> **EXERCISE DIRECTIONS**:
Report each line from the records where the string "medications" turns up.

> **RECORDS TO USE**:
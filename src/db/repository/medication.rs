use chrono::{NaiveDate, NaiveTime};
use rusqlite::{params, Connection};
use uuid::Uuid;

use crate::db::DatabaseError;
use crate::models::{DoseRecord, Medication};

const MEDICATION_COLUMNS: &str = "id, user_id, name, dosage, time_of_day, form, doses_per_day,
     duration_days, start_date, dose_record, finished";

pub fn insert_medication(conn: &Connection, med: &Medication) -> Result<(), DatabaseError> {
    conn.execute(
        "INSERT INTO medications (id, user_id, name, dosage, time_of_day, form, doses_per_day,
         duration_days, start_date, dose_record, finished)
         VALUES (?1, ?2, ?3, ?4, ?5, ?6, ?7, ?8, ?9, ?10, ?11)",
        params![
            med.id.to_string(),
            med.user_id.to_string(),
            med.name,
            med.dosage,
            med.time_of_day.format("%H:%M:%S").to_string(),
            med.form,
            med.doses_per_day,
            med.duration_days,
            med.start_date.to_string(),
            med.dose_record.to_json(),
            med.finished as i32,
        ],
    )?;
    Ok(())
}

/// Case-insensitive (user, name) lookup — the duplicate-creation guard.
pub fn find_by_user_and_name(
    conn: &Connection,
    user_id: &Uuid,
    name: &str,
) -> Result<Option<Medication>, DatabaseError> {
    let sql = format!(
        "SELECT {MEDICATION_COLUMNS} FROM medications
         WHERE user_id = ?1 AND name = ?2 COLLATE NOCASE"
    );
    query_single(conn, &sql, params![user_id.to_string(), name])
}

pub fn get_for_user(
    conn: &Connection,
    user_id: &Uuid,
    med_id: &Uuid,
) -> Result<Option<Medication>, DatabaseError> {
    let sql = format!(
        "SELECT {MEDICATION_COLUMNS} FROM medications WHERE id = ?1 AND user_id = ?2"
    );
    query_single(conn, &sql, params![med_id.to_string(), user_id.to_string()])
}

/// A user's unfinished medications, in creation order.
pub fn list_unfinished(conn: &Connection, user_id: &Uuid) -> Result<Vec<Medication>, DatabaseError> {
    let sql = format!(
        "SELECT {MEDICATION_COLUMNS} FROM medications
         WHERE user_id = ?1 AND finished = 0
         ORDER BY rowid ASC"
    );
    query_many(conn, &sql, params![user_id.to_string()])
}

/// A user's other unfinished medications, excluding one id — the
/// counterpart set for the interaction walk. Creation order is preserved
/// so interaction reports come back in a stable order.
pub fn others_unfinished(
    conn: &Connection,
    user_id: &Uuid,
    exclude: &Uuid,
) -> Result<Vec<Medication>, DatabaseError> {
    let sql = format!(
        "SELECT {MEDICATION_COLUMNS} FROM medications
         WHERE user_id = ?1 AND id != ?2 AND finished = 0
         ORDER BY rowid ASC"
    );
    query_many(conn, &sql, params![user_id.to_string(), exclude.to_string()])
}

pub fn update_dose_record(
    conn: &Connection,
    med_id: &Uuid,
    record: &DoseRecord,
) -> Result<(), DatabaseError> {
    conn.execute(
        "UPDATE medications SET dose_record = ?1 WHERE id = ?2",
        params![record.to_json(), med_id.to_string()],
    )?;
    Ok(())
}

/// The single false→true transition. Never unset.
pub fn set_finished(conn: &Connection, med_id: &Uuid) -> Result<(), DatabaseError> {
    conn.execute(
        "UPDATE medications SET finished = 1 WHERE id = ?1",
        params![med_id.to_string()],
    )?;
    Ok(())
}

/// Delete a medication owned by the caller. Returns false when no row
/// matched (missing or not owned).
pub fn delete_for_user(
    conn: &Connection,
    user_id: &Uuid,
    med_id: &Uuid,
) -> Result<bool, DatabaseError> {
    let affected = conn.execute(
        "DELETE FROM medications WHERE id = ?1 AND user_id = ?2",
        params![med_id.to_string(), user_id.to_string()],
    )?;
    Ok(affected > 0)
}

// ── Row mapping ─────────────────────────────────────────────

struct MedicationRow {
    id: String,
    user_id: String,
    name: String,
    dosage: String,
    time_of_day: String,
    form: String,
    doses_per_day: u32,
    duration_days: u32,
    start_date: String,
    dose_record: String,
    finished: i32,
}

fn row_from_rusqlite(row: &rusqlite::Row<'_>) -> Result<MedicationRow, rusqlite::Error> {
    Ok(MedicationRow {
        id: row.get(0)?,
        user_id: row.get(1)?,
        name: row.get(2)?,
        dosage: row.get(3)?,
        time_of_day: row.get(4)?,
        form: row.get(5)?,
        doses_per_day: row.get(6)?,
        duration_days: row.get(7)?,
        start_date: row.get(8)?,
        dose_record: row.get(9)?,
        finished: row.get(10)?,
    })
}

fn medication_from_row(row: MedicationRow) -> Result<Medication, DatabaseError> {
    Ok(Medication {
        id: Uuid::parse_str(&row.id)
            .map_err(|e| DatabaseError::ConstraintViolation(e.to_string()))?,
        user_id: Uuid::parse_str(&row.user_id)
            .map_err(|e| DatabaseError::ConstraintViolation(e.to_string()))?,
        name: row.name,
        dosage: row.dosage,
        time_of_day: NaiveTime::parse_from_str(&row.time_of_day, "%H:%M:%S")
            .map_err(|e| DatabaseError::ConstraintViolation(e.to_string()))?,
        form: row.form,
        doses_per_day: row.doses_per_day,
        duration_days: row.duration_days,
        start_date: NaiveDate::parse_from_str(&row.start_date, "%Y-%m-%d")
            .map_err(|e| DatabaseError::ConstraintViolation(e.to_string()))?,
        dose_record: DoseRecord::parse(&row.dose_record)
            .map_err(|e| DatabaseError::ConstraintViolation(e.to_string()))?,
        finished: row.finished != 0,
    })
}

fn query_single(
    conn: &Connection,
    sql: &str,
    params: &[&dyn rusqlite::types::ToSql],
) -> Result<Option<Medication>, DatabaseError> {
    match conn.query_row(sql, params, |row| Ok(row_from_rusqlite(row))) {
        Ok(row) => Ok(Some(medication_from_row(row?)?)),
        Err(rusqlite::Error::QueryReturnedNoRows) => Ok(None),
        Err(e) => Err(DatabaseError::from(e)),
    }
}

fn query_many(
    conn: &Connection,
    sql: &str,
    params: &[&dyn rusqlite::types::ToSql],
) -> Result<Vec<Medication>, DatabaseError> {
    let mut stmt = conn.prepare(sql)?;
    let rows = stmt.query_map(params, |row| Ok(row_from_rusqlite(row)))?;

    let mut meds = Vec::new();
    for row in rows {
        meds.push(medication_from_row(row??)?);
    }
    Ok(meds)
}

#[cfg(test)]
mod tests {
    use super::*;
    use crate::db::sqlite::open_memory_database;

    fn test_medication(user_id: Uuid, name: &str) -> Medication {
        Medication {
            id: Uuid::new_v4(),
            user_id,
            name: name.to_string(),
            dosage: "500mg".into(),
            time_of_day: NaiveTime::from_hms_opt(8, 30, 0).unwrap(),
            form: "Tablet".into(),
            doses_per_day: 2,
            duration_days: 7,
            start_date: "2026-03-01".parse().unwrap(),
            dose_record: DoseRecord::initial(2, "2026-03-01".parse().unwrap()),
            finished: false,
        }
    }

    #[test]
    fn insert_and_fetch_round_trip() {
        let conn = open_memory_database().unwrap();
        let user = Uuid::new_v4();
        let med = test_medication(user, "Panadol");
        insert_medication(&conn, &med).unwrap();

        let fetched = get_for_user(&conn, &user, &med.id).unwrap().unwrap();
        assert_eq!(fetched.name, "Panadol");
        assert_eq!(fetched.doses_per_day, 2);
        assert_eq!(fetched.dose_record, med.dose_record);
        assert!(!fetched.finished);
    }

    #[test]
    fn name_lookup_is_case_insensitive() {
        let conn = open_memory_database().unwrap();
        let user = Uuid::new_v4();
        insert_medication(&conn, &test_medication(user, "Panadol")).unwrap();

        assert!(find_by_user_and_name(&conn, &user, "PANADOL").unwrap().is_some());
        assert!(find_by_user_and_name(&conn, &user, "panadol").unwrap().is_some());
        assert!(find_by_user_and_name(&conn, &user, "Aspirin").unwrap().is_none());
    }

    #[test]
    fn duplicate_name_rejected_by_unique_index() {
        let conn = open_memory_database().unwrap();
        let user = Uuid::new_v4();
        insert_medication(&conn, &test_medication(user, "Panadol")).unwrap();
        let result = insert_medication(&conn, &test_medication(user, "panadol"));
        assert!(result.is_err());
    }

    #[test]
    fn same_name_allowed_for_different_users() {
        let conn = open_memory_database().unwrap();
        insert_medication(&conn, &test_medication(Uuid::new_v4(), "Panadol")).unwrap();
        insert_medication(&conn, &test_medication(Uuid::new_v4(), "Panadol")).unwrap();
    }

    #[test]
    fn list_unfinished_preserves_creation_order() {
        let conn = open_memory_database().unwrap();
        let user = Uuid::new_v4();
        for name in ["First", "Second", "Third"] {
            insert_medication(&conn, &test_medication(user, name)).unwrap();
        }

        let meds = list_unfinished(&conn, &user).unwrap();
        let names: Vec<_> = meds.iter().map(|m| m.name.as_str()).collect();
        assert_eq!(names, ["First", "Second", "Third"]);
    }

    #[test]
    fn list_unfinished_excludes_finished() {
        let conn = open_memory_database().unwrap();
        let user = Uuid::new_v4();
        let med = test_medication(user, "Done");
        insert_medication(&conn, &med).unwrap();
        insert_medication(&conn, &test_medication(user, "Ongoing")).unwrap();
        set_finished(&conn, &med.id).unwrap();

        let meds = list_unfinished(&conn, &user).unwrap();
        assert_eq!(meds.len(), 1);
        assert_eq!(meds[0].name, "Ongoing");
    }

    #[test]
    fn others_unfinished_excludes_given_id() {
        let conn = open_memory_database().unwrap();
        let user = Uuid::new_v4();
        let med_a = test_medication(user, "A");
        insert_medication(&conn, &med_a).unwrap();
        insert_medication(&conn, &test_medication(user, "B")).unwrap();

        let others = others_unfinished(&conn, &user, &med_a.id).unwrap();
        assert_eq!(others.len(), 1);
        assert_eq!(others[0].name, "B");
    }

    #[test]
    fn update_dose_record_persists() {
        let conn = open_memory_database().unwrap();
        let user = Uuid::new_v4();
        let mut med = test_medication(user, "Panadol");
        insert_medication(&conn, &med).unwrap();

        med.dose_record.mark("2026-03-01".parse().unwrap(), 1);
        update_dose_record(&conn, &med.id, &med.dose_record).unwrap();

        let fetched = get_for_user(&conn, &user, &med.id).unwrap().unwrap();
        assert_eq!(
            fetched.dose_record.bucket("2026-03-01".parse().unwrap()).unwrap().get("dose-1"),
            Some(&true)
        );
    }

    #[test]
    fn delete_requires_ownership() {
        let conn = open_memory_database().unwrap();
        let user = Uuid::new_v4();
        let med = test_medication(user, "Panadol");
        insert_medication(&conn, &med).unwrap();

        assert!(!delete_for_user(&conn, &Uuid::new_v4(), &med.id).unwrap());
        assert!(delete_for_user(&conn, &user, &med.id).unwrap());
        assert!(get_for_user(&conn, &user, &med.id).unwrap().is_none());
    }

    #[test]
    fn get_for_user_hides_other_owners() {
        let conn = open_memory_database().unwrap();
        let med = test_medication(Uuid::new_v4(), "Panadol");
        insert_medication(&conn, &med).unwrap();
        assert!(get_for_user(&conn, &Uuid::new_v4(), &med.id).unwrap().is_none());
    }

    #[test]
    fn legacy_scalar_dose_record_normalized_on_read() {
        let conn = open_memory_database().unwrap();
        let user = Uuid::new_v4();
        let med = test_medication(user, "Old");
        insert_medication(&conn, &med).unwrap();
        conn.execute(
            "UPDATE medications SET dose_record = '{\"2025-11-04\": true}' WHERE id = ?1",
            params![med.id.to_string()],
        )
        .unwrap();

        let fetched = get_for_user(&conn, &user, &med.id).unwrap().unwrap();
        assert_eq!(
            fetched.dose_record.bucket("2025-11-04".parse().unwrap()).unwrap().get("dose-1"),
            Some(&true)
        );
    }
}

> **ANSWER BELOW**:
        "INSERT INTO medications (id, user_id, name, dosage, time_of_day, form, doses_per_day,
        "SELECT {MEDICATION_COLUMNS} FROM medications
        "SELECT {MEDICATION_COLUMNS} FROM medications WHERE id = ?1 AND user_id = ?2"
/// A user's unfinished medications, in creation order.
        "SELECT {MEDICATION_COLUMNS} FROM medications
/// A user's other unfinished medications, excluding one id — the
        "SELECT {MEDICATION_COLUMNS} FROM medications
        "UPDATE medications SET dose_record = ?1 WHERE id = ?2",
        "UPDATE medications SET finished = 1 WHERE id = ?1",
        "DELETE FROM medications WHERE id = ?1 AND user_id = ?2",
            "UPDATE medications SET dose_record = '{\"2025-11-04\": true}' WHERE id = ?1",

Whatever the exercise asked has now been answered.